Cold-Driven Hemoglobin Evolution in Antarctic Notothenioid Fishes Prior to Hemoglobin Gene Loss in White-Blooded Icefishes

Expression of multiple hemoglobin isoforms with differing physiochemical properties likely helps species adapt to different environmental and physiological conditions. Antarctic notothenioid fishes inhabit the icy Southern Ocean and display fewer hemoglobin isoforms, each with less affinity for oxygen than temperate relatives. Reduced hemoglobin multiplicity was proposed to result from relaxed selective pressure in the cold, thermally stable, and highly oxygenated Antarctic waters. These conditions also permitted the survival and diversification of white-blooded icefishes, the only vertebrates living without hemoglobin. To understand hemoglobin evolution during adaptation to freezing water, we analyzed hemoglobin genes from 36 notothenioid genome assemblies. Results showed that adaptation to frigid conditions shaped hemoglobin gene evolution by episodic diversifying selection concomitant with cold adaptation and by pervasive evolution in Antarctic notothenioids compared to temperate relatives, likely a continuing adaptation to Antarctic conditions.
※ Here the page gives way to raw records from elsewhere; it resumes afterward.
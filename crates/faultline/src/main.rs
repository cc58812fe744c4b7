use std::process;

use clap::{Parser, Subcommand, ValueEnum};
use faultline_core::handler::{ExceptionHandler, FaultResponse};
use faultline_core::provoke::{provoke, FaultKind};
use faultline_core::symbols::SymbolLookup;
use faultline_core::types::Address;
use faultline_core::FaultlineResult;
use faultline_utils::{info, init_logging};

/// In-process crash capture, symbolication, and crash-report generation.
#[derive(Parser, Debug)]
#[command(name = "faultline")]
#[command(version)]
#[command(about = "In-process crash capture and crash-report generation", long_about = None)]
struct Cli
{
    #[command(subcommand)]
    command: Commands,
}

#[derive(Subcommand, Debug)]
enum Commands
{
    /// Arm the handler, then deliberately raise a fault to produce a report
    Provoke
    {
        /// Which fault class to raise
        #[arg(value_enum)]
        kind: FaultKindArg,
        /// Report path template (%s becomes a date-time stamp)
        #[arg(long, default_value = "faultline-report %s.txt")]
        report: String,
        /// Minidump path template; omit to skip the dump
        #[arg(long)]
        minidump: Option<String>,
        /// Include the process list in the report
        #[arg(long, default_value_t = false)]
        no_privacy: bool,
    },
    /// Run a simulated (software-injected) fault through the full pipeline
    Simulate
    {
        /// Report path template (%s becomes a date-time stamp)
        #[arg(long, default_value = "faultline-report %s.txt")]
        report: String,
        /// Minidump path template; omit to skip the dump
        #[arg(long)]
        minidump: Option<String>,
    },
    /// Print the resolved callstacks of every thread in this process
    Threads,
    /// List the loaded modules of this process
    Modules,
}

/// CLI-facing fault classes.
#[derive(ValueEnum, Clone, Copy, Debug)]
enum FaultKindArg
{
    /// Null-pointer write
    AccessViolation,
    /// Integer division by zero
    DivideByZero,
    /// Undefined opcode
    IllegalInstruction,
    /// Unbounded recursion
    StackOverflow,
    /// abort()
    Abort,
}

impl From<FaultKindArg> for FaultKind
{
    fn from(kind: FaultKindArg) -> Self
    {
        match kind {
            FaultKindArg::AccessViolation => FaultKind::AccessViolation,
            FaultKindArg::DivideByZero => FaultKind::DivideByZero,
            FaultKindArg::IllegalInstruction => FaultKind::IllegalInstruction,
            FaultKindArg::StackOverflow => FaultKind::StackOverflow,
            FaultKindArg::Abort => FaultKind::Abort,
        }
    }
}

fn main()
{
    // Initialize logging (reads from RUST_LOG env var)
    if let Err(e) = init_logging() {
        eprintln!("Failed to initialize logging: {}", e);
        process::exit(1);
    }

    if let Err(e) = run_command(Cli::parse()) {
        eprintln!("Error: {}", e);
        process::exit(1);
    }
}

fn run_command(cli: Cli) -> FaultlineResult<()>
{
    match cli.command {
        Commands::Provoke {
            kind,
            report,
            minidump,
            no_privacy,
        } => {
            let mut handler = ExceptionHandler::new();
            handler.set_exception_paths(Some(&report), minidump.as_deref());
            handler.set_report_privacy(!no_privacy);
            handler.set_fault_response(FaultResponse::Handle);
            handler.set_terminate_code(70);
            handler.set_app_description("faultline CLI fault provocation");
            handler.enable(true)?;

            info!("handler armed, provoking {:?}", kind);
            println!("Provoking {:?}; the report lands at: {}", kind, report);
            provoke(kind.into());

            // A terminating response never gets here.
            unreachable!("provoked fault did not terminate the process");
        }
        Commands::Simulate { report, minidump } => {
            let mut handler = ExceptionHandler::new();
            handler.set_exception_paths(Some(&report), minidump.as_deref());
            handler.set_fault_response(FaultResponse::Continue);
            handler.set_fault_listener(
                Some(Box::new(|_, _, _, path: Option<&str>| {
                    if let Some(path) = path {
                        println!("Report written: {}", path);
                    } else {
                        println!("No report produced");
                    }
                })),
                0,
            );
            handler.enable(true)?;

            let here = Address::new(run_command as usize as u64);
            let handled = handler.simulate_fault(here, faultline_core::types::CpuContext::Unavailable);
            println!("Simulated fault handled: {}", handled);

            handler.enable(false)?;
            Ok(())
        }
        Commands::Threads => {
            let mut lookup = SymbolLookup::new();
            lookup.initialize();

            let mut out = String::new();
            lookup.report_thread_callstacks(&mut out, 0);
            print!("{out}");
            Ok(())
        }
        Commands::Modules => {
            let mut lookup = SymbolLookup::new();
            lookup.initialize();
            lookup.refresh_module_list();

            println!("{:<18} {:<18} {:<24} Path", "Base", "Size", "Name");
            for m in lookup.modules() {
                println!("{} 0x{:016x} {:<24} {}", m.base, m.size, m.name.as_str(), m.path);
            }
            if lookup.modules_truncated() {
                println!("(module list truncated)");
            }
            Ok(())
        }
    }
}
Analysis of hemoglobin gene expression in adult hematopoietic organs in various temperate and Antarctic species further revealed a switch in hemoglobin gene expression underlying hemoglobin multiplicity reduction in Antarctic fish, leading to a single hemoglobin isoform in adult plunderfishes and dragonfishes, the sister groups to icefishes. The predicted high hemoglobin multiplicity in Antarctic fish embryos based on transcriptomic data, however, raises questions about the molecular bases and physiological implications of diverse hemoglobin isoforms in embryos compared to adults. This analysis supports the hypothesis that the last common icefish ancestor was vulnerable to detrimental mutations affecting the single ancestral expressed alpha- and beta-globin gene pair, potentially predisposing their subsequent loss.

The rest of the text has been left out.